↓

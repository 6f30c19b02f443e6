use crate::domain::company::Company;
use crate::domain::product::Product;

/// Read-only view of the catalog taken at the start of one
/// recommendation request. Selection and ranking operate on this
/// snapshot only; concurrent catalog writes are the store's concern.
#[derive(Clone, Debug, Default)]
pub struct CatalogSnapshot {
    companies: Vec<Company>,
    products: Vec<Product>,
}

impl CatalogSnapshot {
    pub fn new(companies: Vec<Company>, products: Vec<Product>) -> Self {
        Self { companies, products }
    }

    pub fn companies(&self) -> &[Company] {
        &self.companies
    }

    /// Products in catalog order. Selector tie-breaks rely on this
    /// order being stable for the lifetime of the snapshot.
    pub fn products(&self) -> &[Product] {
        &self.products
    }

    pub fn find_company(&self, name: &str) -> Option<&Company> {
        self.companies.iter().find(|company| company.matches_name(name))
    }

    pub fn has_company(&self, name: &str) -> bool {
        self.find_company(name).is_some()
    }

    pub fn is_empty(&self) -> bool {
        self.products.is_empty()
    }
}
//! AI-assisted ranking layer: the text-generation client, the prompt
//! contract, the response parser, and the orchestrator that ties
//! candidate selection and AI ranking together with a deterministic
//! fallback.

pub mod llm;
pub mod orchestrator;
pub mod prompt;
pub mod ranker;

pub use llm::{ChatCompletionsClient, TextGenerator};
pub use orchestrator::RecommendationEngine;
pub use ranker::{AiRanker, RankerError};
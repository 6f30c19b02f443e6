use async_trait::async_trait;
use thiserror::Error;

use salesrec_core::domain::company::Company;
use salesrec_core::domain::product::Product;

pub mod company;
pub mod memory;
pub mod product;

pub use company::SqlCompanyRepository;
pub use memory::{InMemoryCompanyRepository, InMemoryProductRepository};
pub use product::SqlProductRepository;

#[derive(Debug, Error)]
pub enum RepositoryError {
    #[error("database error: {0}")]
    Database(#[from] sqlx::Error),
    #[error("decode error: {0}")]
    Decode(String),
}

#[async_trait]
pub trait CompanyRepository: Send + Sync {
    /// All companies, ordered by name.
    async fn list(&self) -> Result<Vec<Company>, RepositoryError>;
}

#[async_trait]
pub trait ProductRepository: Send + Sync {
    /// Active products, ordered by company name then product line.
    /// `company_name` narrows to a single company, matched
    /// case-insensitively.
    async fn list_active(
        &self,
        company_name: Option<&str>,
    ) -> Result<Vec<Product>, RepositoryError>;
}
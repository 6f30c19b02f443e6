use axum::{extract::State, http::StatusCode, routing::get, Json, Router};
use chrono::Utc;
use serde::Serialize;

use salesrec_db::DbPool;

#[derive(Clone)]
pub struct HealthState {
    db_pool: DbPool,
}

#[derive(Clone, Debug, PartialEq, Eq, Serialize)]
pub struct HealthCheck {
    pub status: &'static str,
    pub detail: String,
}

#[derive(Clone, Debug, PartialEq, Eq, Serialize)]
pub struct HealthResponse {
    pub status: &'static str,
    pub service: HealthCheck,
    pub database: HealthCheck,
    pub checked_at: String,
}

pub fn router(db_pool: DbPool) -> Router {
    Router::new().route("/health", get(health)).with_state(HealthState { db_pool })
}

pub async fn health(State(state): State<HealthState>) -> (StatusCode, Json<HealthResponse>) {
    let database = database_check(&state.db_pool).await;
    let ready = database.status == "ready";

    let payload = HealthResponse {
        status: if ready { "ready" } else { "degraded" },
        service: HealthCheck {
            status: "ready",
            detail: "salesrec-server runtime initialized".to_string(),
        },
        database,
        checked_at: Utc::now().to_rfc3339(),
    };

    let status_code = if ready { StatusCode::OK } else { StatusCode::SERVICE_UNAVAILABLE };
    (status_code, Json(payload))
}

async fn database_check(pool: &DbPool) -> HealthCheck {
    match sqlx::query_scalar::<_, i64>("SELECT 1").fetch_one(pool).await {
        Ok(_) => HealthCheck { status: "ready", detail: "database query succeeded".to_string() },
        Err(error) => {
            HealthCheck { status: "degraded", detail: format!("database query failed: {error}") }
        }
    }
}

↑

> YOUR GOAL: Report every line in the listing that holds the word "RepositoryError".

> REPLY:
pub enum RepositoryError {
    async fn list(&self) -> Result<Vec<Company>, RepositoryError>;
    ) -> Result<Vec<Product>, RepositoryError>;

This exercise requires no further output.